Im Betrachten der Pfingsrosen über den Lauf des Tages — wie sie, jede für sich und jeweils in andere Farbtöne verblassten wie altersmüde Röcke im Ballett (man wäscht sie nie, der Tüll ist zu empfindlich, sie werden mit Wodka besprüht, um die Bakterien abzutöten), wie Tiffy auch, der Vogel in der Sesamstraße, fühlte ich mich in bester Gesellschaft. Eine beinahe psychedelische Erfahrung. Soll ja Leute geben, die auf Pilzen in einem Blumenstrauß Gottes Hand erkannt haben und zurückfuhren, vade retro!, wie von ihr am Ohrwatschel gezupft. Für mich war es der Strauß selbst, die Farbtöne und Wuchsformen im Spiel des Sonnenlichts, die als Psychedelikum wirkten.

Zwischendurch freilich Anrufe und Nachrichten. Man ist ja mittlerweile nirgendwo mehr allein.

Und ich dachte an mein afrikanisches Jahr. Ohne Telefon und alles. Als ich oft tagelang mit keinem Menschen gesprochen hatte, weil ich von niemandem dort etwas erwarten konnte. Als ich oft tagelang das Hotel nicht verließ. Solch eine Alleinsamkeit ist heute «aus technischen Gründen» unmöglich gemacht. Und ich dachte an den Text von Max in den Geisteswissenschaften über einen Übersetzer Im Mittelalter, der, wie es von heute aus scheint, mit einem Mal verstummte. Und Max stellt fest: Er hatte sich einfach so weit in die Weltfremdheit, in die Blüte der Peonia vorgetastet, dass ihm sogar das Schreiben fremd geworden war.

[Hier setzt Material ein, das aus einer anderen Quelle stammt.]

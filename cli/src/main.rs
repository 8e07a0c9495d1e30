//! # Hey Main Entry Point
//!
//! File: cli/src/main.rs
//! Author: Christi Mahu
//!
//! ## Overview
//!
//! Entry point for `hey`, a dispatcher for the commands a developer runs
//! against a project's compose stack and deployment. It handles:
//! - Command-line argument parsing using Clap
//! - Setting up the logging system based on verbosity flags
//! - Finding the project (`hey.yml`) and loading its configuration
//! - Running one command directly, or the interactive menu
//!
//! ## Examples
//!
//! ```bash
//! # Interactive menu
//! hey
//!
//! # By name, by menu number, or (with `short_commands: true`) by prefix
//! hey bash
//! hey 0
//! hey mkm
//!
//! # Everything after the command is forwarded to it
//! hey test -k checkout
//! hey dc ps
//!
//! # More logging
//! hey -vv restore
//! ```
//!
//! Command processing flow:
//! 1. Parse command-line args via Clap
//! 2. Configure logging based on verbosity level
//! 3. Locate `hey.yml`, load it and change into its directory
//! 4. Build the command registry
//! 5. Dispatch the command, or run the menu when none was given
//! 6. Format and display any errors that occur
//!
use clap::Parser;
use tracing_subscriber::{fmt, EnvFilter};

mod commands; // Command groups and the registry table
mod common; // Process, compose, platform and terminal helpers
mod core; // Config, errors, registry, resolution, tags, shell loop

use crate::common::ui::{self, StdConsole};
use crate::core::{config, context::Context, error::Result, shell};

/// Defines the command-line arguments using Clap's derive macros.
#[derive(Parser, Debug)]
#[command(
    name = "hey",
    about = "Developer command dispatcher for compose-based projects",
    long_about = "Runs project commands by name, menu number or unique prefix.\n\
                  Without a command, shows the interactive menu.\n\
                  Project settings are read from the nearest hey.yml above the current directory.",
    version
)]
struct Cli {
    /// Command name, menu number, or prefix (when short_commands is enabled).
    command: Option<String>,
    /// Arguments forwarded verbatim to the command.
    #[arg(trailing_var_arg = true, allow_hyphen_values = true)]
    args: Vec<String>,
    #[arg(short, long, action = clap::ArgAction::Count, global = true)]
    verbose: u8,
}

async fn run(cli: Cli) -> Result<()> {
    let (workdir, cfg) = config::locate_and_load()?;
    let registry = commands::build_registry()?;
    let ctx = Context::new(cfg, workdir, registry);

    match cli.command {
        None => shell::run(&ctx, &mut StdConsole::new()).await,
        Some(input) => {
            let outcome = ctx.dispatch(&input, &cli.args).await?;
            if let Some(message) = ui::diagnostic(&input, &outcome) {
                println!("{}", message);
            }
            Ok(())
        }
    }
}

#[tokio::main(flavor = "current_thread")]
async fn main() -> anyhow::Result<()> {
    let cli = Cli::parse();

    let log_level = match cli.verbose {
        0 => "warn",
        1 => "info",
        2 => "debug",
        _ => "trace",
    };
    let env_filter =
        EnvFilter::try_from_default_env().unwrap_or_else(|_| EnvFilter::new(log_level));
    fmt::Subscriber::builder()
        .with_env_filter(env_filter)
        .with_writer(std::io::stderr)
        .with_target(false)
        .compact()
        .init();

    tracing::debug!("Parsed CLI arguments: {:?}", cli);

    if let Err(e) = run(cli).await {
        tracing::error!("Command execution failed: {:?}", e);
        eprintln!("Error: {:#}", e);
        std::process::exit(1);
    }

    Ok(())
}
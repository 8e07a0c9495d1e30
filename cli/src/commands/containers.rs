//! # Hey Container Commands
//!
//! File: cli/src/commands/containers.rs
//! Author: Christi Mahu
//!
//! ## Overview
//!
//! Day-to-day commands against the local compose stack: lifecycle (`up`,
//! `stop`, `down`), logs, and running things inside the default container
//! (a bash prompt, the Django shell, tests, migrations, webpack/npm).
//!
//! Commands that take extra arguments forward them verbatim:
//!
//! ```bash
//! hey test -k checkout -x        # pytest -k checkout -x inside the container
//! hey logs --tail 50 worker      # replaces the default `--tail 10 <default_container>`
//! hey dc ps                      # any compose subcommand, compose files pre-set
//! ```
//!
use crate::common::compose::{exec_bash, Compose};
use crate::core::{error::Result, registry::Invocation};

/// Runs `script` with `bash -c` inside the default container.
async fn exec_in_default(inv: Invocation<'_>, script: &str) -> Result<()> {
    let compose = Compose::from_config(inv.config, inv.workdir)?;
    compose
        .run(&exec_bash(&inv.config.default_container, script))
        .await
}

/// Runs a compose subcommand followed by the forwarded arguments.
async fn compose_with_args(inv: Invocation<'_>, subcommand: &[&str]) -> Result<()> {
    let mut args: Vec<String> = subcommand.iter().map(|s| s.to_string()).collect();
    args.extend(inv.args.iter().cloned());
    Compose::from_config(inv.config, inv.workdir)?.run(&args).await
}

/// `<prefix> <forwarded args>` with no trailing space when nothing was forwarded.
fn with_forwarded(prefix: &str, args: &[String]) -> String {
    if args.is_empty() {
        prefix.to_string()
    } else {
        format!("{} {}", prefix, args.join(" "))
    }
}

/// A `manage.py` invocation inside the application directory.
fn manage_py(inv: Invocation<'_>, command: &str) -> String {
    format!("python {}/manage.py {}", inv.config.app_dir, command)
}

fn js_dir(inv: Invocation<'_>) -> String {
    format!("{}/js", inv.config.app_dir)
}

pub async fn bash(inv: Invocation<'_>) -> Result<()> {
    println!(
        "Getting you into bash inside the {} container...",
        inv.config.default_container
    );
    let compose = Compose::from_config(inv.config, inv.workdir)?;
    compose
        .run(&["exec", inv.config.default_container.as_str(), "bash"])
        .await
}

pub async fn shell(inv: Invocation<'_>) -> Result<()> {
    println!(
        "Opening a python shell inside the {} container...",
        inv.config.default_container
    );
    exec_in_default(inv, &manage_py(inv, "shell")).await
}

pub async fn test(inv: Invocation<'_>) -> Result<()> {
    println!("Running tests...");
    let script = with_forwarded(&format!("cd {}; pytest", inv.config.app_dir), inv.args);
    exec_in_default(inv, &script).await
}

pub async fn mail(inv: Invocation<'_>) -> Result<()> {
    println!("Listening for mail at localhost:2525...");
    exec_in_default(inv, "python -m smtpd -n -c DebuggingServer localhost:2525").await
}

/// Default arguments for `logs` when none are forwarded.
fn logs_args(inv: Invocation<'_>) -> Vec<String> {
    let mut args = vec!["logs".to_string()];
    if inv.args.is_empty() {
        args.extend([
            "--tail".to_string(),
            "10".to_string(),
            inv.config.default_container.clone(),
        ]);
    } else {
        args.extend(inv.args.iter().cloned());
    }
    args
}

pub async fn logs(inv: Invocation<'_>) -> Result<()> {
    println!("Showing logs. HINT: you can add `--tail <num>` and/or a container name...");
    Compose::from_config(inv.config, inv.workdir)?
        .run(&logs_args(inv))
        .await
}

pub async fn dc(inv: Invocation<'_>) -> Result<()> {
    if inv.args.is_empty() {
        println!("Usage: hey dc <compose arguments>");
        return Ok(());
    }
    compose_with_args(inv, &[]).await
}

/// `supervisorctl` with credentials from `hey.yml`, if any.
fn supervisorctl(inv: Invocation<'_>, action: &str) -> String {
    let mut cmd = String::from("supervisorctl");
    if let Some(user) = &inv.config.supervisor.user {
        cmd.push_str(&format!(" -u {}", user));
    }
    if let Some(password) = &inv.config.supervisor.password {
        cmd.push_str(&format!(" -p {}", password));
    }
    format!("{} {} all", cmd, action)
}

pub async fn sstop(inv: Invocation<'_>) -> Result<()> {
    println!("Stopping supervisor...");
    exec_in_default(inv, &supervisorctl(inv, "stop")).await
}

pub async fn sstart(inv: Invocation<'_>) -> Result<()> {
    println!("Starting supervisor...");
    exec_in_default(inv, &supervisorctl(inv, "start")).await
}

pub async fn up(inv: Invocation<'_>) -> Result<()> {
    println!("Re-creating the containers...");
    compose_with_args(inv, &["up"]).await
}

pub async fn stop(inv: Invocation<'_>) -> Result<()> {
    println!("Stopping the containers...");
    Compose::from_config(inv.config, inv.workdir)?
        .run(&["stop"])
        .await
}

pub async fn down(inv: Invocation<'_>) -> Result<()> {
    println!("Taking the containers down...");
    Compose::from_config(inv.config, inv.workdir)?
        .run(&["down"])
        .await
}

pub async fn mkmigrations(inv: Invocation<'_>) -> Result<()> {
    println!("Making migrations...");
    let script = with_forwarded(&manage_py(inv, "makemigrations"), inv.args);
    exec_in_default(inv, &script).await
}

pub async fn migrate(inv: Invocation<'_>) -> Result<()> {
    println!("Migrating...");
    let script = with_forwarded(&manage_py(inv, "migrate"), inv.args);
    exec_in_default(inv, &script).await
}

pub async fn collectstatic(inv: Invocation<'_>) -> Result<()> {
    println!("Collecting static files...");
    exec_in_default(inv, &manage_py(inv, "collectstatic --no-input")).await
}

pub async fn jsbuild(inv: Invocation<'_>) -> Result<()> {
    let script = with_forwarded(&format!("cd {}; npm run build", js_dir(inv)), inv.args);
    exec_in_default(inv, &script).await
}

pub async fn jsserve(inv: Invocation<'_>) -> Result<()> {
    exec_in_default(inv, &format!("cd {}; npm run serve", js_dir(inv))).await
}

pub async fn npm(inv: Invocation<'_>) -> Result<()> {
    if inv.args.is_empty() {
        println!("Usage: hey npm <npm arguments>");
        return Ok(());
    }
    let script = with_forwarded(&format!("cd {}; npm", js_dir(inv)), inv.args);
    exec_in_default(inv, &script).await
}
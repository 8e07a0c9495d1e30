//! # Hey CLI Integration Test Common Helpers
//!
//! File: cli/tests/common.rs
//! Author: Christi Mahu
//!
//! ## Overview
//!
//! Shared helpers for the integration tests in `cli/tests/`. Each test file
//! that needs them declares `mod common;`.
//!
//! Projects created here use `echo` as their compose driver, so every command
//! that would talk to Docker prints its arguments instead. That keeps the
//! tests hermetic while still showing exactly what would have run.
//!

// Different test files use different helpers.
#![allow(dead_code)]

pub use assert_cmd::Command;
use std::fs;
use std::path::Path;
use tempfile::TempDir;

/// Config for a project whose compose driver is `echo`.
pub const ECHO_CONFIG: &str = "compose_command: echo\ndefault_container: django\n";

/// Creates an `assert_cmd::Command` for the compiled `hey` binary.
///
/// ## Panics
/// Panics if the `hey` binary cannot be found via `Command::cargo_bin`.
pub fn hey_cmd() -> Command {
    Command::cargo_bin("hey").expect("Failed to find hey binary for testing")
}

/// A temporary project directory containing `hey.yml` with `config`.
pub fn project(config: &str) -> TempDir {
    let dir = tempfile::tempdir().expect("Failed to create temp project");
    write_config(dir.path(), config);
    dir
}

pub fn write_config(dir: &Path, config: &str) {
    fs::write(dir.join("hey.yml"), config).expect("Failed to write hey.yml");
}

/// `hey` running inside `dir`.
pub fn hey_in(dir: &Path) -> Command {
    let mut cmd = hey_cmd();
    cmd.current_dir(dir).env_remove("RUST_LOG");
    cmd
}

Gestern rief also Beda an und erzählte mir von einem Tag, an dem er deutsches Fernsehen angeschaut hatte. Und wie das für ihn war. Und ich hatte einen kl. Austausch mit Oskar über das Porträt, das Peter Körte verfasst hatte wegen «Bad Director». Morgen Premiere, ich freue mich schon!

Aber die Erinnerung an die Zeit ohne Andere holte mich am Nachmittag noch einmal ein. Da rieselten aus den dunkleren Blüten schon Petals auf den Boden, der jetzt lange Schatten hatte. Und ich fühlte etwas wie Demut, aber es war Demut in disguise. Nämlich Dankbarkeit. Dafür, dass ich das erleben durfte. Und im Folgenden fertigte ich eine längere Liste an mit anderen Besonderheiten meines Lebenslaufs, für die ich mittlerweile dankbar bin.